Stored items

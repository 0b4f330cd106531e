//! Network interface enumeration.
//!
//! # Responsibilities
//! - Query the OS for every interface (name, index, MAC, flags, addresses)
//! - Preserve the order the OS reports them in
//! - Abstract the query behind `InterfaceSource` so callers can be tested

use std::fmt;
use std::io;
use std::net::IpAddr;
use std::sync::Arc;

use serde::{Serialize, Serializer};

/// Error type for interface enumeration.
#[derive(Debug, thiserror::Error)]
pub enum EnumerationError {
    /// The OS query itself failed.
    #[error("failed to query network interfaces: {0}")]
    Query(#[from] io::Error),
    /// No enumeration backend exists for this platform.
    #[error("interface enumeration is not supported on this platform")]
    Unsupported,
}

/// A 48-bit hardware address.
#[derive(Debug, Clone, Copy, PartialEq, Eq, Hash)]
pub struct MacAddress(pub [u8; 6]);

impl MacAddress {
    pub fn is_zero(&self) -> bool {
        self.0 == [0; 6]
    }
}

impl fmt::Display for MacAddress {
    fn fmt(&self, f: &mut fmt::Formatter<'_>) -> fmt::Result {
        let [a, b, c, d, e, g] = self.0;
        write!(f, "{a:02x}:{b:02x}:{c:02x}:{d:02x}:{e:02x}:{g:02x}")
    }
}

impl Serialize for MacAddress {
    fn serialize<S: Serializer>(&self, serializer: S) -> Result<S::Ok, S::Error> {
        serializer.collect_str(self)
    }
}

/// Interface state flags as reported at enumeration time.
#[derive(Debug, Clone, Copy, Default, PartialEq, Eq, Serialize)]
pub struct InterfaceFlags {
    pub up: bool,
    pub broadcast: bool,
    pub loopback: bool,
    pub point_to_point: bool,
    pub multicast: bool,
    pub running: bool,
}

impl InterfaceFlags {
    fn names(&self) -> impl Iterator<Item = &'static str> {
        [
            (self.up, "up"),
            (self.broadcast, "broadcast"),
            (self.loopback, "loopback"),
            (self.point_to_point, "pointtopoint"),
            (self.multicast, "multicast"),
            (self.running, "running"),
        ]
        .into_iter()
        .filter_map(|(set, name)| set.then_some(name))
    }
}

impl fmt::Display for InterfaceFlags {
    fn fmt(&self, f: &mut fmt::Formatter<'_>) -> fmt::Result {
        for (i, name) in self.names().enumerate() {
            if i > 0 {
                f.write_str("|")?;
            }
            f.write_str(name)?;
        }
        Ok(())
    }
}

/// Identity of one network interface, captured once at startup.
#[derive(Debug, Clone, PartialEq, Eq, Serialize)]
pub struct InterfaceRecord {
    /// OS interface index (0 when the OS did not report one).
    pub index: u32,
    pub name: String,
    pub hardware_addr: Option<MacAddress>,
    pub flags: InterfaceFlags,
    pub addresses: Vec<IpAddr>,
}

impl InterfaceRecord {
    pub fn new(index: u32, name: impl Into<String>, flags: InterfaceFlags) -> Self {
        Self {
            index,
            name: name.into(),
            hardware_addr: None,
            flags,
            addresses: Vec::new(),
        }
    }
}

/// Shared, read-only list of interfaces.
pub type InterfaceSnapshot = Arc<[InterfaceRecord]>;

/// Anything that can list the host's interfaces.
pub trait InterfaceSource: Send + Sync {
    fn enumerate(&self) -> Result<Vec<InterfaceRecord>, EnumerationError>;
}

impl<T: InterfaceSource + ?Sized> InterfaceSource for Arc<T> {
    fn enumerate(&self) -> Result<Vec<InterfaceRecord>, EnumerationError> {
        (**self).enumerate()
    }
}

/// The operating system's interface table.
#[derive(Debug, Clone, Copy, Default)]
pub struct SystemInterfaces;

impl InterfaceSource for SystemInterfaces {
    fn enumerate(&self) -> Result<Vec<InterfaceRecord>, EnumerationError> {
        enumerate()
    }
}

/// Query the OS for the current list of interfaces.
#[cfg(unix)]
pub fn enumerate() -> Result<Vec<InterfaceRecord>, EnumerationError> {
    use nix::ifaddrs::getifaddrs;
    use nix::net::if_::{if_nametoindex, InterfaceFlags as Raw};

    let addrs = getifaddrs().map_err(io::Error::from)?;
    let mut records: Vec<InterfaceRecord> = Vec::new();

    for ifaddr in addrs {
        let pos = match records.iter().position(|r| r.name == ifaddr.interface_name) {
            Some(pos) => pos,
            None => {
                let flags = InterfaceFlags {
                    up: ifaddr.flags.contains(Raw::IFF_UP),
                    broadcast: ifaddr.flags.contains(Raw::IFF_BROADCAST),
                    loopback: ifaddr.flags.contains(Raw::IFF_LOOPBACK),
                    point_to_point: ifaddr.flags.contains(Raw::IFF_POINTOPOINT),
                    multicast: ifaddr.flags.contains(Raw::IFF_MULTICAST),
                    running: ifaddr.flags.contains(Raw::IFF_RUNNING),
                };
                let index = if_nametoindex(ifaddr.interface_name.as_str()).unwrap_or(0);
                records.push(InterfaceRecord::new(index, ifaddr.interface_name.clone(), flags));
                records.len() - 1
            }
        };

        let Some(address) = ifaddr.address else {
            continue;
        };
        let record = &mut records[pos];

        if let Some(v4) = address.as_sockaddr_in() {
            record.addresses.push(IpAddr::V4(v4.ip()));
        } else if let Some(v6) = address.as_sockaddr_in6() {
            record.addresses.push(IpAddr::V6(v6.ip()));
        } else if let Some(mac) = address.as_link_addr().and_then(|link| link.addr()) {
            let mac = MacAddress(mac);
            if !mac.is_zero() {
                record.hardware_addr = Some(mac);
            }
        }
    }

    tracing::debug!(count = records.len(), "Enumerated network interfaces");
    Ok(records)
}

#[cfg(not(unix))]
pub fn enumerate() -> Result<Vec<InterfaceRecord>, EnumerationError> {
    Err(EnumerationError::Unsupported)
}
//! Panic-safe task runner.
//!
//! # Responsibilities
//! - Run a unit of work on its own tokio task
//! - Turn an unwinding panic into a logged, fatal stop
//!
//! Ordinary errors must be returned as `Result`s; this is only the last line
//! of defence for code that was not supposed to fail.

use std::any::Any;
use std::future::Future;
use std::panic::AssertUnwindSafe;

use futures_util::FutureExt;
use tokio::task::JoinHandle;

use crate::lifecycle::context::AppContext;

/// A panic recovered from a task.
#[derive(Debug, Clone, thiserror::Error)]
#[error("recovered from panic in {task}: {message}")]
pub struct TaskPanic {
    pub task: String,
    pub message: String,
}

/// Best-effort description of a panic payload.
pub fn describe_panic(payload: &(dyn Any + Send)) -> String {
    if let Some(s) = payload.downcast_ref::<&str>() {
        (*s).to_string()
    } else if let Some(s) = payload.downcast_ref::<String>() {
        s.clone()
    } else {
        "non-string panic payload".to_string()
    }
}

/// Drive `work` to completion, capturing a panic instead of unwinding further.
pub async fn catch_panic<F>(task: &str, work: F) -> Result<F::Output, TaskPanic>
where
    F: Future,
{
    AssertUnwindSafe(work)
        .catch_unwind()
        .await
        .map_err(|payload| TaskPanic {
            task: task.to_string(),
            message: describe_panic(payload.as_ref()),
        })
}

/// Spawn `work` on a new task. A panic inside it is logged and escalated to
/// [`AppContext::fatal`].
///
/// The handle yields `None` when the work panicked.
pub fn spawn_guarded<F>(ctx: &AppContext, task: &'static str, work: F) -> JoinHandle<Option<F::Output>>
where
    F: Future + Send + 'static,
    F::Output: Send + 'static,
{
    let ctx = ctx.clone();
    tokio::spawn(async move {
        match catch_panic(task, work).await {
            Ok(output) => Some(output),
            Err(panic) => {
                tracing::error!(task, error = %panic, "Panic in guarded task");
                ctx.fatal(&panic, "Stopped: unrecovered panic");
                None
            }
        }
    })
}

#[cfg(test)]
mod tests {
    use super::*;
    use std::sync::atomic::{AtomicI32, Ordering};
    use std::sync::Arc;

    fn recording_context() -> (AppContext, Arc<AtomicI32>) {
        let code = Arc::new(AtomicI32::new(-1));
        let seen = code.clone();
        let ctx = AppContext::with_exit_hook(Arc::new(move |c| seen.store(c, Ordering::SeqCst)));
        (ctx, code)
    }

    #[tokio::test]
    async fn test_catch_panic_passes_output_through() {
        let out = catch_panic("ok", async { 41 + 1 }).await.unwrap();
        assert_eq!(out, 42);
    }

    #[tokio::test]
    async fn test_catch_panic_describes_str_payload() {
        let err = catch_panic("boom", async { panic!("static message") })
            .await
            .unwrap_err();
        assert_eq!(err.task, "boom");
        assert_eq!(err.message, "static message");
    }

    #[tokio::test]
    async fn test_catch_panic_describes_formatted_payload() {
        let n = 7;
        let err = catch_panic("fmt", async move {
            if n > 0 {
                panic!("bad value {}", n);
            }
        })
        .await
        .unwrap_err();
        assert_eq!(err.message, "bad value 7");
        assert!(err.to_string().contains("fmt"));
    }

    #[test]
    fn test_describe_panic_unknown_payload() {
        let payload: Box<dyn Any + Send> = Box::new(12_u8);
        assert_eq!(describe_panic(payload.as_ref()), "non-string panic payload");
    }

    #[tokio::test]
    async fn test_spawn_guarded_panic_is_fatal() {
        let (ctx, code) = recording_context();
        let handle = spawn_guarded(&ctx, "exploding", async {
            panic!("kaboom");
        });

        let out: Option<()> = handle.await.unwrap();
        assert!(out.is_none());
        assert_eq!(code.load(Ordering::SeqCst), 1);
    }

    #[tokio::test]
    async fn test_spawn_guarded_normal_completion() {
        let (ctx, code) = recording_context();
        let handle = spawn_guarded(&ctx, "quiet", async { "done" });

        assert_eq!(handle.await.unwrap(), Some("done"));
        assert_eq!(code.load(Ordering::SeqCst), -1);
    }
}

## PROBLEM DESCRIPTION:
From the records above, transcribe without alteration every line from the one with "let addrs = getifaddrs().map_err(io::Error::from)?;" to the one with "if let Some(v6)", inclusive.

## PROBLEM SOLUTION:
    let addrs = getifaddrs().map_err(io::Error::from)?;
    let mut records: Vec<InterfaceRecord> = Vec::new();

    for ifaddr in addrs {
        let pos = match records.iter().position(|r| r.name == ifaddr.interface_name) {
            Some(pos) => pos,
            None => {
                let flags = InterfaceFlags {
                    up: ifaddr.flags.contains(Raw::IFF_UP),
                    broadcast: ifaddr.flags.contains(Raw::IFF_BROADCAST),
                    loopback: ifaddr.flags.contains(Raw::IFF_LOOPBACK),
                    point_to_point: ifaddr.flags.contains(Raw::IFF_POINTOPOINT),
                    multicast: ifaddr.flags.contains(Raw::IFF_MULTICAST),
                    running: ifaddr.flags.contains(Raw::IFF_RUNNING),
                };
                let index = if_nametoindex(ifaddr.interface_name.as_str()).unwrap_or(0);
                records.push(InterfaceRecord::new(index, ifaddr.interface_name.clone(), flags));
                records.len() - 1
            }
        };

        let Some(address) = ifaddr.address else {
            continue;
        };
        let record = &mut records[pos];

        if let Some(v4) = address.as_sockaddr_in() {
            record.addresses.push(IpAddr::V4(v4.ip()));
        } else if let Some(v6) = address.as_sockaddr_in6() {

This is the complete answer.